EXERCISE INSTRUCTIONS >> Among the entries below, count each line holding the word "scheduled". Write only the number.

INFORMATION PROVIDED >>
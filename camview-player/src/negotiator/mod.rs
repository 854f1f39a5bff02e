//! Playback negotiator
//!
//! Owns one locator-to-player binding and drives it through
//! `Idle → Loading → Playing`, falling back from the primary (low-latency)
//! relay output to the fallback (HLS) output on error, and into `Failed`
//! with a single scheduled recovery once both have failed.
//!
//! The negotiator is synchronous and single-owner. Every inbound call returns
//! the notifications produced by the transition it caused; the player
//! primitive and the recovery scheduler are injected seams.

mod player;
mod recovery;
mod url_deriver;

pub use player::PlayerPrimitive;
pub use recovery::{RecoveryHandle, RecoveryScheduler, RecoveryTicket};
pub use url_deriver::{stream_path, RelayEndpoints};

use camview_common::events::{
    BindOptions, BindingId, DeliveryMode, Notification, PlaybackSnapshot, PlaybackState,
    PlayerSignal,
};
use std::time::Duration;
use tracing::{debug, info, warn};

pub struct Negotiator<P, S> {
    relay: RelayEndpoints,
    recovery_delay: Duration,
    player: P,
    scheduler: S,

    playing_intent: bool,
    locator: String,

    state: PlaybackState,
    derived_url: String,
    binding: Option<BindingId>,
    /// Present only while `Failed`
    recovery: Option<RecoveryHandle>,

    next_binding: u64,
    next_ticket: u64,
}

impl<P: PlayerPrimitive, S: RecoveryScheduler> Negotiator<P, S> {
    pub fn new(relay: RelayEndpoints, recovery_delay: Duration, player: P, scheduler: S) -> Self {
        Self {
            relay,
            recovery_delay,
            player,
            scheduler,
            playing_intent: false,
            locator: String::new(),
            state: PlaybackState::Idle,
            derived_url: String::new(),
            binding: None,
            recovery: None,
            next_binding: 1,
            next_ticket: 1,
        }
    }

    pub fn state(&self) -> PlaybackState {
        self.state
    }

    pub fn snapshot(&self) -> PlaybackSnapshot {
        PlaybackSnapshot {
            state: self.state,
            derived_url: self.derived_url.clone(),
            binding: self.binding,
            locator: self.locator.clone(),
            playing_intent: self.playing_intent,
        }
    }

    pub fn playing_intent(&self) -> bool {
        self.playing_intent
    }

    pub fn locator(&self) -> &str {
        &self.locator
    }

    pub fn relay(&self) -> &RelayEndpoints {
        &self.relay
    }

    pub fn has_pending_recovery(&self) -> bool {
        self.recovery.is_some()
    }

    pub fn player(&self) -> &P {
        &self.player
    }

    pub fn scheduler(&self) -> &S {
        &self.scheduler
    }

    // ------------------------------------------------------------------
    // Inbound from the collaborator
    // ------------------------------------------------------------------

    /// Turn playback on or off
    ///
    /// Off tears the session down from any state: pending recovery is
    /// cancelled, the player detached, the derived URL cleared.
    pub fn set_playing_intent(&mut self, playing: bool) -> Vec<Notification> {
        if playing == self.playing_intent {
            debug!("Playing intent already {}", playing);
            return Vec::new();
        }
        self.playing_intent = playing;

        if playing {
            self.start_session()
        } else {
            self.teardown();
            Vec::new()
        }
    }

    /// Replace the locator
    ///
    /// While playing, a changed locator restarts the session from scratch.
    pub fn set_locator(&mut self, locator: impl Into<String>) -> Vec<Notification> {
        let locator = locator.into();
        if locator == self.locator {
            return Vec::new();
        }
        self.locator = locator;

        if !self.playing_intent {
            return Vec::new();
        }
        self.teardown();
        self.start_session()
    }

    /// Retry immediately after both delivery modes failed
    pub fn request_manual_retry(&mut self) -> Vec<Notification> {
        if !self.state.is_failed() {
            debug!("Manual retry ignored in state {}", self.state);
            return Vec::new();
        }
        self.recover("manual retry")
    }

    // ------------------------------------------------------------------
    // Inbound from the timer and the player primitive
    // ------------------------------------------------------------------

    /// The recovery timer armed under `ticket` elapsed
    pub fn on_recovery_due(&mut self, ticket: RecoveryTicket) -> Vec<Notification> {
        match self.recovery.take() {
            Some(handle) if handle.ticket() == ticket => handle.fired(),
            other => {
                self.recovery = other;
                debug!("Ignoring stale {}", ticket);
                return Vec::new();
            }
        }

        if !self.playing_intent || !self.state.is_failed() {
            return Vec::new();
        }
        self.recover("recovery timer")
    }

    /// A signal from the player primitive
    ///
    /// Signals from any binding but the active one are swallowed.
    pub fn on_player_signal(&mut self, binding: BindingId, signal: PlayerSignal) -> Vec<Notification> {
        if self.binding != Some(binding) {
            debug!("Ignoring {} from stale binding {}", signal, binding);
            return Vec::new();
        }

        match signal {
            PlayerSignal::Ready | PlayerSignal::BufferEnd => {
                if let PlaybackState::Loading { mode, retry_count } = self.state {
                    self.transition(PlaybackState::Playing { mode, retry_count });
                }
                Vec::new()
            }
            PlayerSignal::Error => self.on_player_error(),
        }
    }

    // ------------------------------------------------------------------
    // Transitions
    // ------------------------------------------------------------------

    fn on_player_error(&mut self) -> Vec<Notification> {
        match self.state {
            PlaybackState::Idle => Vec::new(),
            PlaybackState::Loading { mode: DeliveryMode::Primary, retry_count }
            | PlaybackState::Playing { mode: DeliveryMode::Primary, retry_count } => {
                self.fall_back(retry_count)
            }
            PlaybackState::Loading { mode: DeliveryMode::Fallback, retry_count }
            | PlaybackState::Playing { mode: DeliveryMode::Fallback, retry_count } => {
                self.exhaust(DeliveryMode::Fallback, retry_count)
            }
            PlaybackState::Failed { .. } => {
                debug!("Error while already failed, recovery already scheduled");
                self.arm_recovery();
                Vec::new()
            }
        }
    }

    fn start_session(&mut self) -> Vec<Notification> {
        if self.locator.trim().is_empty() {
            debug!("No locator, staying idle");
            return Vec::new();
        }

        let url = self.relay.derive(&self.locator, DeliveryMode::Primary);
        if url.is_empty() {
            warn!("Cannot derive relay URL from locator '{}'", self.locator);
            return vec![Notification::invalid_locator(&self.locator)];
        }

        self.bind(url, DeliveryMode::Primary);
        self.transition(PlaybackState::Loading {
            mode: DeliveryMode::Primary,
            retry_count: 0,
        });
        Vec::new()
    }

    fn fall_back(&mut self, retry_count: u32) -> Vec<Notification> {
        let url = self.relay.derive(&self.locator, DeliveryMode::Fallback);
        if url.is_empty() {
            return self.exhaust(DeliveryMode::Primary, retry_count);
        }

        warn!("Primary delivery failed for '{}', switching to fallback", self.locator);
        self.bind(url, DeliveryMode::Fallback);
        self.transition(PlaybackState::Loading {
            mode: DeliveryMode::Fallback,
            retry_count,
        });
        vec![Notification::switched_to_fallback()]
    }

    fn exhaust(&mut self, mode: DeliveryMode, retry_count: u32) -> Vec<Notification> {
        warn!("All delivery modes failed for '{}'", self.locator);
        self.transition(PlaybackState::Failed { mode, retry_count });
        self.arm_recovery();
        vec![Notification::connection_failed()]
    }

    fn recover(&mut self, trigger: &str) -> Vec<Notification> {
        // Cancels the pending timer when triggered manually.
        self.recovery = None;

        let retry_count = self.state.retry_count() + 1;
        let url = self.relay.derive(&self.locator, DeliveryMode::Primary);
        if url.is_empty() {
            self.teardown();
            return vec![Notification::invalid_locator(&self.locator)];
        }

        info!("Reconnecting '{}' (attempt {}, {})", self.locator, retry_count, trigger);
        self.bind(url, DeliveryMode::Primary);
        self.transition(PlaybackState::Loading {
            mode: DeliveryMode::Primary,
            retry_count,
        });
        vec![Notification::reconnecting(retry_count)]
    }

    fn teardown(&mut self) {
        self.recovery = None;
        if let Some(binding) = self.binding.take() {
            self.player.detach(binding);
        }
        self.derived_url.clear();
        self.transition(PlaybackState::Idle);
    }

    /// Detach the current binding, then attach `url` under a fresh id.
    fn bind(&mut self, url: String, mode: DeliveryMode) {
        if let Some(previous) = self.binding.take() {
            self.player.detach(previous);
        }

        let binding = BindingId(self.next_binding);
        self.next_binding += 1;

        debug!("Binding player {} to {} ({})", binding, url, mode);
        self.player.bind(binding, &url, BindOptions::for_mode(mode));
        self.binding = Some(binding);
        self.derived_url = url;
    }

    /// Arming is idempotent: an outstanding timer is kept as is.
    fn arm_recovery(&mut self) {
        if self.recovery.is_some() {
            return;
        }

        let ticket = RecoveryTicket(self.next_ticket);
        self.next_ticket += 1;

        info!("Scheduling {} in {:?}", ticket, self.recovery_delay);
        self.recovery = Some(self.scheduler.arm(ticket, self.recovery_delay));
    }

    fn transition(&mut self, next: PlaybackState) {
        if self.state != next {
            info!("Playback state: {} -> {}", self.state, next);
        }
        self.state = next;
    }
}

--

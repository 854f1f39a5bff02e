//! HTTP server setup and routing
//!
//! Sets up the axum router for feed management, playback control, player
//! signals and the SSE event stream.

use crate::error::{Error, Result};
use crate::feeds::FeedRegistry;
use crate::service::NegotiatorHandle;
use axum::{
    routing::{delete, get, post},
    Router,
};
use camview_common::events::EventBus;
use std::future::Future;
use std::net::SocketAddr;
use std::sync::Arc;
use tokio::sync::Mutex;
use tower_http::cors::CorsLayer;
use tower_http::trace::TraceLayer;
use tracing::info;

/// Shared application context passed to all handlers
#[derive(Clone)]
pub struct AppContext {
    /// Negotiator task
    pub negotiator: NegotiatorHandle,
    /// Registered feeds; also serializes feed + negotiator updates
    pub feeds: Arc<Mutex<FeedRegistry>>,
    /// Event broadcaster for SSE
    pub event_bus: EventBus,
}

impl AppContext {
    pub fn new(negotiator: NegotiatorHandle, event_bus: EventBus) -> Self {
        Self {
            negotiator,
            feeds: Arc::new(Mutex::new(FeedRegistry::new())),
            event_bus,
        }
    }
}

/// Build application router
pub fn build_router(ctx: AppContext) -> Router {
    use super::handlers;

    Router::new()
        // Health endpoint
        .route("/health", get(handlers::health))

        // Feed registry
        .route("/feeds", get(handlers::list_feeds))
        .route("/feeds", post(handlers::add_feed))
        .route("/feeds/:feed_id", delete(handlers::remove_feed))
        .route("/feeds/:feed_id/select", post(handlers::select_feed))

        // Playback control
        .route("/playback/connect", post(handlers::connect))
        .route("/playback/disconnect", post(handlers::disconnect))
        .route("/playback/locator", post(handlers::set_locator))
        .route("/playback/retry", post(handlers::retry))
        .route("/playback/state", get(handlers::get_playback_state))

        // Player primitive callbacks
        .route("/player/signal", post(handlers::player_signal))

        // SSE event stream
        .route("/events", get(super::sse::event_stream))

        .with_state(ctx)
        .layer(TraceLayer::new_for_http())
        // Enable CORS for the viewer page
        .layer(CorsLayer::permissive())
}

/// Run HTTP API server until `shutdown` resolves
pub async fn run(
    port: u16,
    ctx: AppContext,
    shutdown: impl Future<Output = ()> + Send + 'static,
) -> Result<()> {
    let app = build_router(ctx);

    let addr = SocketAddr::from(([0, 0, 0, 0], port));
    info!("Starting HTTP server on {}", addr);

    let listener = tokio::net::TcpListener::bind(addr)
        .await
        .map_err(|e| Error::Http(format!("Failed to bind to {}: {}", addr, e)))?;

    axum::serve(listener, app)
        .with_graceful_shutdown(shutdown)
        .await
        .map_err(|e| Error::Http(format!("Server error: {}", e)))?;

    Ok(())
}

YOUR SOLUTION >> 2